Le soutien fourni s’adresse à des sociologues et des psychologues du partenaire de longue date de medico, Equipo de Estudios Communitarios y Accion Psicosocial (ECAP). Dans le cadre du soutien apporté par medico, ECAP travaille actuellement dans cinq communes de la province de Quiche. Leurs groupes cibles se composent des 150 victimes des massacres du début des années 1980 et des membres de leurs familles, dont également des femmes ayant subi des violences sexuelles. ECAP organise des formations continues sur les conséquences psychiques et sociales de la violence et forme des volontaires qui, de façon autonome, mènent des actions psychologiques et sociales dans les communes. Ils accompagnent des témoins des massacres, qui viennent dénoncer les faits dans des procès qui ont été ouverts récemment et qui se trouvent à nouveau confrontés à l’expérience de la violence qu’ils ont personnellement vécue. À cela s’ajoutent des activités éducatives s’adressant aux générations suivantes et à des institutions qui ne possèdent souvent pas les connaissances contextuelles et spécialisées nécessaires pour traiter des traumatismes qui se perpétuent souvent encore jusque dans la génération suivante.
Se battre pour obtenir réparation, empêcher la construction de barrages
L’association paysanne Asociación Campesina para el Desarollo Integral Nebajense (ASOCDENEB), également soutenue par medico, opère dans le triangle d’Ixil se trouvant également dans la province de Quiche. L’association a été créée en 2000 dans le but de réhabiliter la vie des communes ayant souffert de la violence après cette expérience traumatique. Cette réhabilitation inclut également le respect des droits collectifs de ces communes et la lutte pour obtenir les réparations promises depuis longtemps et dont le versement continue de leur être refusé. Ces réparations sont à nouveau à l’ordre du jour, en particulier depuis l’ouverture récente des procès qui traiteront également des massacres perpétrés pendant la guerre dans le triangle d’Ixil.
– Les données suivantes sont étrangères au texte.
//! Agent encryption keys and conversation shared secrets.
//!
//! Each agent holds a long-term X25519 key pair whose public half is
//! registered with the broker against its UAID.  The private half never
//! leaves the host.
//!
//! # Shared-secret derivation
//!
//! The requester of an encrypted conversation generates an ephemeral key
//! and publishes only its public half in the handshake.  Both sides then
//! compute the same two Diffie-Hellman values from their own private keys:
//!
//! ```text
//! requester:  DH(ephemeral, responder)  ||  DH(requester, responder)
//! responder:  DH(responder, ephemeral)  ||  DH(responder, requester)
//!
//! secret = HKDF-SHA256(salt = session_id, ikm, info = "registry-broker/conversation/v1")
//! ```
//!
//! No secret, and no private key, crosses the broker.

use base64::engine::general_purpose::STANDARD;
use base64::Engine;
use hkdf::Hkdf;
use rand::rngs::OsRng;
use sha2::Sha256;
use subtle::ConstantTimeEq;
use thiserror::Error;
use x25519_dalek::{PublicKey, StaticSecret};
use zeroize::{Zeroize, ZeroizeOnDrop};

/// Key type string registered with the broker.
pub const KEY_TYPE: &str = "x25519";

const CONVERSATION_INFO: &[u8] = b"registry-broker/conversation/v1";

/// Errors raised while decoding key material.
#[derive(Debug, Error, PartialEq)]
pub enum KeyError {
    #[error("invalid base64 key encoding: {0}")]
    Encoding(String),

    #[error("key must be 32 bytes, got {0}")]
    InvalidLength(usize),

    #[error("handshake is missing the {0} key")]
    MissingHandshakeKey(&'static str),
}

/// Which side of the handshake this party plays.
#[derive(Debug, Clone, Copy, PartialEq, Eq)]
pub enum ConversationRole {
    Requester,
    Responder,
}

// ── SharedSecret ─────────────────────────────────────────────────────────────

/// A 32-byte symmetric secret shared by the two ends of a conversation.
#[derive(Clone, Zeroize, ZeroizeOnDrop)]
pub struct SharedSecret {
    bytes: [u8; 32],
}

impl SharedSecret {
    pub fn from_bytes(bytes: [u8; 32]) -> Self {
        Self { bytes }
    }

    pub fn from_slice(bytes: &[u8]) -> Result<Self, KeyError> {
        let arr: [u8; 32] = bytes
            .try_into()
            .map_err(|_| KeyError::InvalidLength(bytes.len()))?;
        Ok(Self::from_bytes(arr))
    }

    pub fn generate() -> Self {
        use rand::RngCore;
        let mut bytes = [0u8; 32];
        OsRng.fill_bytes(&mut bytes);
        Self { bytes }
    }

    /// Raw bytes. **Keep these secret.**
    pub fn as_bytes(&self) -> &[u8; 32] {
        &self.bytes
    }

    /// Standard base64 encoding of the raw secret.
    pub fn to_base64(&self) -> String {
        STANDARD.encode(self.bytes)
    }

    /// HKDF-SHA256 expansion of the secret for a specific purpose.
    pub fn derive(&self, salt: &[u8], info: &[u8]) -> [u8; 32] {
        let hkdf = Hkdf::<Sha256>::new(Some(salt), &self.bytes);
        let mut out = [0u8; 32];
        // 32 bytes is far below HKDF-SHA256's 8160-byte output limit.
        let _ = hkdf.expand(info, &mut out);
        out
    }
}

impl PartialEq for SharedSecret {
    fn eq(&self, other: &Self) -> bool {
        self.bytes.ct_eq(&other.bytes).into()
    }
}

impl std::fmt::Debug for SharedSecret {
    fn fmt(&self, f: &mut std::fmt::Formatter<'_>) -> std::fmt::Result {
        f.write_str("SharedSecret(..)")
    }
}

// ── AgentKeyPair ─────────────────────────────────────────────────────────────

/// An agent's long-term (or a handshake's ephemeral) X25519 key pair.
///
/// The host is responsible for persisting [`AgentKeyPair::secret_bytes`]
/// and passing them back on restart.
#[derive(Clone)]
pub struct AgentKeyPair {
    secret: StaticSecret,
    public: PublicKey,
}

impl AgentKeyPair {
    /// Generate a fresh key pair using OS randomness.
    pub fn generate() -> Self {
        let secret = StaticSecret::random_from_rng(OsRng);
        let public = PublicKey::from(&secret);
        Self { secret, public }
    }

    /// Restore a key pair from its 32-byte private key.
    pub fn from_secret_bytes(bytes: [u8; 32]) -> Self {
        let secret = StaticSecret::from(bytes);
        let public = PublicKey::from(&secret);
        Self { secret, public }
    }

    pub fn from_secret_base64(s: &str) -> Result<Self, KeyError> {
        let bytes = decode_32(s)?;
        Ok(Self::from_secret_bytes(bytes))
    }

    /// The raw private key. **Keep this secret.**
    pub fn secret_bytes(&self) -> [u8; 32] {
        self.secret.to_bytes()
    }

    /// Public key, standard base64; the form registered with the broker.
    pub fn public_key_base64(&self) -> String {
        STANDARD.encode(self.public.as_bytes())
    }

    /// Derive the conversation secret for `session_id`.
    ///
    /// * Requester: `self` is the requester's long-term key, `ephemeral` its
    ///   handshake key, `peer_public` the responder's long-term key.
    /// * Responder: `self` is the responder's long-term key, `ephemeral` is
    ///   unused (`None`), `peer_public` is the requester's long-term key and
    ///   `peer_ephemeral` the requester's handshake key.
    pub fn derive_conversation_secret(
        &self,
        role: ConversationRole,
        session_id: &str,
        handshake: ConversationKeys<'_>,
    ) -> Result<SharedSecret, KeyError> {
        let peer_static = PublicKey::from(decode_32(handshake.peer_public)?);

        let mut ikm = Vec::with_capacity(64);
        match role {
            ConversationRole::Requester => {
                let ephemeral = handshake
                    .ephemeral
                    .ok_or(KeyError::MissingHandshakeKey("requester ephemeral"))?;
                ikm.extend_from_slice(ephemeral.secret.diffie_hellman(&peer_static).as_bytes());
                ikm.extend_from_slice(self.secret.diffie_hellman(&peer_static).as_bytes());
            }
            ConversationRole::Responder => {
                let encoded = handshake
                    .peer_ephemeral
                    .ok_or(KeyError::MissingHandshakeKey("peer ephemeral"))?;
                let peer_ephemeral = PublicKey::from(decode_32(encoded)?);
                ikm.extend_from_slice(self.secret.diffie_hellman(&peer_ephemeral).as_bytes());
                ikm.extend_from_slice(self.secret.diffie_hellman(&peer_static).as_bytes());
            }
        }

        let hkdf = Hkdf::<Sha256>::new(Some(session_id.as_bytes()), &ikm);
        let mut out = [0u8; 32];
        let _ = hkdf.expand(CONVERSATION_INFO, &mut out);
        ikm.zeroize();
        Ok(SharedSecret::from_bytes(out))
    }
}

impl std::fmt::Debug for AgentKeyPair {
    fn fmt(&self, f: &mut std::fmt::Formatter<'_>) -> std::fmt::Result {
        write!(f, "AgentKeyPair({})", self.public_key_base64())
    }
}

/// Public inputs to [`AgentKeyPair::derive_conversation_secret`].
#[derive(Debug, Clone, Copy, Default)]
pub struct ConversationKeys<'a> {
    /// The counterpart's long-term public key (base64).
    pub peer_public: &'a str,
    /// Requester only: this side's ephemeral key pair.
    pub ephemeral: Option<&'a AgentKeyPair>,
    /// Responder only: the requester's ephemeral public key (base64).
    pub peer_ephemeral: Option<&'a str>,
}

/// Check that `encoded` is a base64 X25519 public key.
pub fn validate_public_key(encoded: &str) -> Result<(), KeyError> {
    decode_32(encoded).map(|_| ())
}

fn decode_32(s: &str) -> Result<[u8; 32], KeyError> {
    let bytes = STANDARD
        .decode(s.trim())
        .map_err(|e| KeyError::Encoding(e.to_string()))?;
    bytes
        .as_slice()
        .try_into()
        .map_err(|_| KeyError::InvalidLength(bytes.len()))
}

// ── Tests ─────────────────────────────────────────────────────────────────────

#[cfg(test)]
mod tests {
    use super::*;

    #[test]
    fn both_sides_derive_the_same_secret() {
        let requester = AgentKeyPair::generate();
        let responder = AgentKeyPair::generate();
        let ephemeral = AgentKeyPair::generate();

        let a = requester
            .derive_conversation_secret(
                ConversationRole::Requester,
                "session-1",
                ConversationKeys {
                    peer_public: &responder.public_key_base64(),
                    ephemeral: Some(&ephemeral),
                    peer_ephemeral: None,
                },
            )
            .unwrap();
        let b = responder
            .derive_conversation_secret(
                ConversationRole::Responder,
                "session-1",
                ConversationKeys {
                    peer_public: &requester.public_key_base64(),
                    ephemeral: None,
                    peer_ephemeral: Some(&ephemeral.public_key_base64()),
                },
            )
            .unwrap();
        assert_eq!(a, b);
    }

    #[test]
    fn different_sessions_derive_different_secrets() {
        let requester = AgentKeyPair::generate();
        let ephemeral = AgentKeyPair::generate();
        let peer = AgentKeyPair::generate().public_key_base64();
        let keys = ConversationKeys {
            peer_public: &peer,
            ephemeral: Some(&ephemeral),
            peer_ephemeral: None,
        };
        let a = requester
            .derive_conversation_secret(ConversationRole::Requester, "s1", keys)
            .unwrap();
        let b = requester
            .derive_conversation_secret(ConversationRole::Requester, "s2", keys)
            .unwrap();
        assert_ne!(a, b);
    }

    #[test]
    fn requester_without_ephemeral_is_rejected() {
        let requester = AgentKeyPair::generate();
        let responder = AgentKeyPair::generate();
        let peer = responder.public_key_base64();
        let result = requester.derive_conversation_secret(
            ConversationRole::Requester,
            "s",
            ConversationKeys {
                peer_public: &peer,
                ..Default::default()
            },
        );
        assert_eq!(
            result.unwrap_err(),
            KeyError::MissingHandshakeKey("requester ephemeral")
        );
    }

    #[test]
    fn key_pair_restores_from_secret() {
        let kp = AgentKeyPair::generate();
        let restored = AgentKeyPair::from_secret_bytes(kp.secret_bytes());
        assert_eq!(kp.public_key_base64(), restored.public_key_base64());

        let b64 = STANDARD.encode(kp.secret_bytes());
        let again = AgentKeyPair::from_secret_base64(&b64).unwrap();
        assert_eq!(kp.public_key_base64(), again.public_key_base64());
    }

    #[test]
    fn malformed_public_key_is_rejected() {
        let kp = AgentKeyPair::generate();
        let eph = AgentKeyPair::generate();
        let err = kp
            .derive_conversation_secret(
                ConversationRole::Requester,
                "s",
                ConversationKeys {
                    peer_public: "AAAA",
                    ephemeral: Some(&eph),
                    peer_ephemeral: None,
                },
            )
            .unwrap_err();
        assert_eq!(err, KeyError::InvalidLength(3));
    }

    #[test]
    fn public_key_validation() {
        assert_eq!(
            validate_public_key(&AgentKeyPair::generate().public_key_base64()),
            Ok(())
        );
        assert_eq!(validate_public_key("AAAA"), Err(KeyError::InvalidLength(3)));
        assert!(matches!(
            validate_public_key("not base64!"),
            Err(KeyError::Encoding(_))
        ));
    }

    #[test]
    fn debug_output_hides_secret() {
        let secret = SharedSecret::generate();
        assert_eq!(format!("{secret:?}"), "SharedSecret(..)");
    }
}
L’association paysanne doit en même temps se battre contre de nouveaux opposants puissants : de nouveaux barrages sont construits dans la province pour le compte et dans l’intérêt de grands producteurs d’électricité, d’autres sont en cours d’étude. L’objectif de l’ASOCDENEB consiste pour le moins à empêcher les expropriations violentes et les nouveaux déplacements de population.
Souvenir, vérité, justice
Les initiateurs et initiatrices du festival international du film "Souvenir, vérité et justice" sont un autre partenaire œuvrant à la réhabilitation de la société guatémaltèque. Le festival aura lieu pour la troisième fois en 2012 et s’efforce à sa façon de maintenir et d’étendre l’espace public réservé à la confrontation avec l’histoire et ses conséquences dont les répercussions se font sentir jusqu’à nos jours.
medico soutient cette ambition au niveau juridique, en coopération avec la Commission internationale de juristes, en finançant le soutien professionnel apporté au "Cabinet d’avocats pour la défense des droits de l’homme", un cabinet indépendant qui conduit plus de 80 % de tous les procès importants concernant les droits de l’homme au Guatemala. Il joue un rôle clé non seulement dans la lutte contre l’impunité en rapport avec les crimes de violence du passé, mais également dans l’affrontement de la violence actuelle, en particulier dans le contexte de la guerre contre la drogue. Par son travail laborieux, le cabinet a contribué de façon essentielle à ce que l’on trouve aujourd’hui des acteurs défendant l’État de droit dans le système judiciaire guatémaltèque, et ce aussi bien au niveau de la Cour suprême qu’à celui du Procureur général.
Dans la période sous revue, medico a alloué 300 654,49 euros à des projets au Guatemala.